- _Entries shown_:
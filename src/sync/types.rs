//! Sync Types
//!
//! Core types for the sync engine: version metadata, versioned values,
//! conflicts, peers, operations and the engine's observable state.

use serde::{Deserialize, Serialize};
use serde_json::Value;
use std::fmt;
use std::str::FromStr;

/// Unique identifier for a node (a device or session) in the sync topology.
#[derive(Debug, Clone, PartialEq, Eq, Hash, PartialOrd, Ord, Serialize, Deserialize)]
#[serde(transparent)]
pub struct NodeId(pub String);

impl NodeId {
    pub fn new(id: impl Into<String>) -> Self {
        Self(id.into())
    }

    pub fn as_str(&self) -> &str {
        &self.0
    }
}

impl From<String> for NodeId {
    fn from(s: String) -> Self {
        Self(s)
    }
}

impl From<&str> for NodeId {
    fn from(s: &str) -> Self {
        Self(s.to_string())
    }
}

impl fmt::Display for NodeId {
    fn fmt(&self, f: &mut fmt::Formatter<'_>) -> fmt::Result {
        write!(f, "{}", self.0)
    }
}

/// Version block attached to every synchronized value.
#[derive(Debug, Clone, PartialEq, Eq, Serialize, Deserialize)]
pub struct VersionMetadata {
    /// Monotonic version in this node's view of the record
    pub version: u64,
    /// Milliseconds since UNIX epoch, node-local clock
    pub timestamp: u64,
    /// Node that produced this version
    pub node_id: NodeId,
    /// Content fingerprint of the data
    pub checksum: String,
}

/// A domain value together with its version metadata.
#[derive(Debug, Clone, PartialEq, Serialize, Deserialize)]
pub struct Versioned<T> {
    pub data: T,
    pub metadata: VersionMetadata,
}

impl<T> Versioned<T> {
    pub fn new(data: T, metadata: VersionMetadata) -> Self {
        Self { data, metadata }
    }

    pub fn version(&self) -> u64 {
        self.metadata.version
    }

    pub fn timestamp(&self) -> u64 {
        self.metadata.timestamp
    }

    pub fn node_id(&self) -> &NodeId {
        &self.metadata.node_id
    }

    pub fn checksum(&self) -> &str {
        &self.metadata.checksum
    }
}

impl<T: Serialize> Versioned<T> {
    /// Erase the payload type into JSON.
    pub fn to_value(&self) -> Result<Versioned<Value>, serde_json::Error> {
        Ok(Versioned {
            data: serde_json::to_value(&self.data)?,
            metadata: self.metadata.clone(),
        })
    }
}

/// Compute the content fingerprint for a payload.
///
/// CRC32 over the JSON encoding, as 8 lowercase hex digits. Values go through
/// `serde_json::Value` first so object keys are hashed in sorted order.
pub fn checksum_of<T: Serialize + ?Sized>(data: &T) -> Result<String, serde_json::Error> {
    let canonical = serde_json::to_value(data)?;
    let bytes = serde_json::to_vec(&canonical)?;
    Ok(format!("{:08x}", crc32fast::hash(&bytes)))
}

/// Classification of a detected conflict.
#[derive(Debug, Clone, Copy, PartialEq, Eq, Serialize, Deserialize)]
#[serde(rename_all = "snake_case")]
pub enum ConflictType {
    /// Both sides changed the same base version at nearly the same time
    ConcurrentEdit,
    /// Reserved; not produced by the detector
    VersionMismatch,
    /// Reserved; not produced by the detector
    DeletionConflict,
}

/// Strategy used to settle a conflict.
#[derive(Debug, Clone, Copy, PartialEq, Eq, Serialize, Deserialize)]
#[serde(rename_all = "snake_case")]
pub enum ResolutionStrategy {
    /// Keep whichever side has the later timestamp
    LastWriteWins,
    /// Keep the local side unconditionally
    #[serde(alias = "reject_local")]
    RejectRemote,
    /// Take the remote payload under a new, higher version owned by this node
    Merge,
}

impl ResolutionStrategy {
    pub fn as_str(&self) -> &'static str {
        match self {
            Self::LastWriteWins => "last_write_wins",
            Self::RejectRemote => "reject_remote",
            Self::Merge => "merge",
        }
    }
}

impl FromStr for ResolutionStrategy {
    type Err = String;

    fn from_str(s: &str) -> Result<Self, Self::Err> {
        match s {
            "last_write_wins" => Ok(Self::LastWriteWins),
            "reject_remote" | "reject_local" => Ok(Self::RejectRemote),
            "merge" => Ok(Self::Merge),
            other => Err(format!("unknown resolution strategy: {}", other)),
        }
    }
}

impl fmt::Display for ResolutionStrategy {
    fn fmt(&self, f: &mut fmt::Formatter<'_>) -> fmt::Result {
        f.write_str(self.as_str())
    }
}

/// A detected conflict between a local and a remote version of one record.
#[derive(Debug, Clone, PartialEq, Serialize, Deserialize)]
pub struct ConflictData<T> {
    pub id: String,
    pub local_version: Versioned<T>,
    pub remote_version: Versioned<T>,
    pub conflict_type: ConflictType,
    #[serde(default, skip_serializing_if = "Option::is_none")]
    pub conflict_fields: Option<Vec<String>>,
    #[serde(default, skip_serializing_if = "Option::is_none")]
    pub resolution: Option<ResolutionStrategy>,
}

impl<T: Serialize> ConflictData<T> {
    /// Erase the payload type into JSON so the conflict can live in `SyncState`.
    pub fn to_value(&self) -> Result<ConflictData<Value>, serde_json::Error> {
        Ok(ConflictData {
            id: self.id.clone(),
            local_version: self.local_version.to_value()?,
            remote_version: self.remote_version.to_value()?,
            conflict_type: self.conflict_type,
            conflict_fields: self.conflict_fields.clone(),
            resolution: self.resolution,
        })
    }
}

/// Overall status of an engine.
#[derive(Debug, Clone, Copy, PartialEq, Eq, Default, Serialize, Deserialize)]
#[serde(rename_all = "snake_case")]
pub enum SyncStatus {
    #[default]
    Idle,
    Syncing,
    Synced,
    Conflict,
    Error,
    Offline,
}

impl fmt::Display for SyncStatus {
    fn fmt(&self, f: &mut fmt::Formatter<'_>) -> fmt::Result {
        let s = match self {
            SyncStatus::Idle => "idle",
            SyncStatus::Syncing => "syncing",
            SyncStatus::Synced => "synced",
            SyncStatus::Conflict => "conflict",
            SyncStatus::Error => "error",
            SyncStatus::Offline => "offline",
        };
        f.write_str(s)
    }
}

/// Externally visible peer status.
#[derive(Debug, Clone, Copy, PartialEq, Eq, Serialize, Deserialize)]
#[serde(rename_all = "snake_case")]
pub enum PeerStatus {
    Online,
    Offline,
    Connecting,
}

/// Snapshot of one known peer.
#[derive(Debug, Clone, PartialEq, Eq, Serialize, Deserialize)]
pub struct PeerConnection {
    pub id: String,
    pub status: PeerStatus,
    pub last_seen: u64,
    #[serde(default, skip_serializing_if = "Option::is_none")]
    pub sync_progress: Option<u8>,
}

/// Kind of logged operation.
#[derive(Debug, Clone, Copy, PartialEq, Eq, Serialize, Deserialize)]
#[serde(rename_all = "snake_case")]
pub enum OperationKind {
    Create,
    Update,
    Delete,
}

/// A single immutable entry in the operation log.
#[derive(Debug, Clone, PartialEq, Serialize, Deserialize)]
pub struct SyncOperation {
    /// Unique ID for this operation (for deduplication)
    pub id: String,
    #[serde(rename = "type")]
    pub kind: OperationKind,
    /// Table the record belongs to
    pub table: String,
    /// Primary key of the affected record
    pub record_id: String,
    /// Record payload
    pub data: Value,
    pub metadata: VersionMetadata,
}

impl SyncOperation {
    /// Create a new operation with a fresh id.
    pub fn new(
        kind: OperationKind,
        table: impl Into<String>,
        record_id: impl Into<String>,
        data: Value,
        metadata: VersionMetadata,
    ) -> Self {
        Self {
            id: uuid::Uuid::new_v4().to_string(),
            kind,
            table: table.into(),
            record_id: record_id.into(),
            data,
            metadata,
        }
    }

    pub fn timestamp(&self) -> u64 {
        self.metadata.timestamp
    }

    /// Node that authored the operation.
    pub fn user_id(&self) -> &NodeId {
        &self.metadata.node_id
    }
}

/// Process-wide state of one engine.
#[derive(Debug, Clone, Default, PartialEq, Serialize, Deserialize)]
pub struct SyncState {
    pub status: SyncStatus,
    pub last_sync: Option<u64>,
    pub conflicts: Vec<ConflictData<Value>>,
    pub peers: Vec<PeerConnection>,
    pub pending_operations: u32,
    /// Group scope the engine currently synchronizes
    #[serde(default, skip_serializing_if = "Option::is_none")]
    pub group_id: Option<String>,
}

impl SyncState {
    pub fn has_conflict(&self, id: &str) -> bool {
        self.conflicts.iter().any(|c| c.id == id)
    }

    /// Status to settle on after an exchange finishes.
    pub fn settled_status(&self) -> SyncStatus {
        if self.conflicts.is_empty() {
            SyncStatus::Synced
        } else {
            SyncStatus::Conflict
        }
    }
}

#[cfg(test)]
mod tests {
    use super::*;
    use serde_json::json;

    fn meta(version: u64, timestamp: u64) -> VersionMetadata {
        VersionMetadata {
            version,
            timestamp,
            node_id: NodeId::new("node-1"),
            checksum: "00000000".to_string(),
        }
    }

    #[test]
    fn test_node_id() {
        let id = NodeId::new("phone-1");
        assert_eq!(id.as_str(), "phone-1");
        assert_eq!(format!("{}", id), "phone-1");
    }

    #[test]
    fn test_node_id_serializes_as_plain_string() {
        let id = NodeId::new("laptop");
        assert_eq!(serde_json::to_string(&id).unwrap(), "\"laptop\"");
    }

    #[test]
    fn test_checksum_is_stable_across_key_order() {
        let a = json!({"name": "dinner", "amount": 42});
        let b: Value = serde_json::from_str(r#"{"amount":42,"name":"dinner"}"#).unwrap();
        assert_eq!(checksum_of(&a).unwrap(), checksum_of(&b).unwrap());
    }

    #[test]
    fn test_checksum_differs_for_different_content() {
        let a = checksum_of(&json!({"name": "x"})).unwrap();
        let b = checksum_of(&json!({"name": "y"})).unwrap();
        assert_ne!(a, b);
        assert_eq!(a.len(), 8);
    }

    #[test]
    fn test_strategy_parsing_accepts_reject_local_alias() {
        assert_eq!("reject_local".parse::<ResolutionStrategy>().unwrap(), ResolutionStrategy::RejectRemote);
        assert_eq!("merge".parse::<ResolutionStrategy>().unwrap(), ResolutionStrategy::Merge);
        assert!("overwrite".parse::<ResolutionStrategy>().is_err());

        let parsed: ResolutionStrategy = serde_json::from_str("\"reject_local\"").unwrap();
        assert_eq!(parsed, ResolutionStrategy::RejectRemote);
    }

    #[test]
    fn test_operation_accessors_derive_from_metadata() {
        let op = SyncOperation::new(OperationKind::Create, "expenses", "e1", json!({}), meta(1, 1234));
        assert_eq!(op.timestamp(), 1234);
        assert_eq!(op.user_id().as_str(), "node-1");
        assert!(!op.id.is_empty());
    }

    #[test]
    fn test_operation_serializes_kind_as_type() {
        let op = SyncOperation::new(OperationKind::Delete, "expenses", "e1", json!(null), meta(1, 1));
        let encoded = serde_json::to_value(&op).unwrap();
        assert_eq!(encoded["type"], "delete");
    }

    #[test]
    fn test_settled_status() {
        let mut state = SyncState::default();
        assert_eq!(state.status, SyncStatus::Idle);
        assert_eq!(state.settled_status(), SyncStatus::Synced);

        state.conflicts.push(ConflictData {
            id: "c1".to_string(),
            local_version: Versioned::new(json!({}), meta(1, 1)),
            remote_version: Versioned::new(json!({}), meta(1, 2)),
            conflict_type: ConflictType::ConcurrentEdit,
            conflict_fields: None,
            resolution: None,
        });
        assert!(state.has_conflict("c1"));
        assert_eq!(state.settled_status(), SyncStatus::Conflict);
    }

    #[test]
    fn test_sync_status_display() {
        assert_eq!(SyncStatus::Offline.to_string(), "offline");
        assert_eq!(SyncStatus::Conflict.to_string(), "conflict");
    }
}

- _Action item_: Where a line in the entries holds the word "ConcurrentEdit", copy that line.

- _Output for this exercise_:
    ConcurrentEdit,
            conflict_type: ConflictType::ConcurrentEdit,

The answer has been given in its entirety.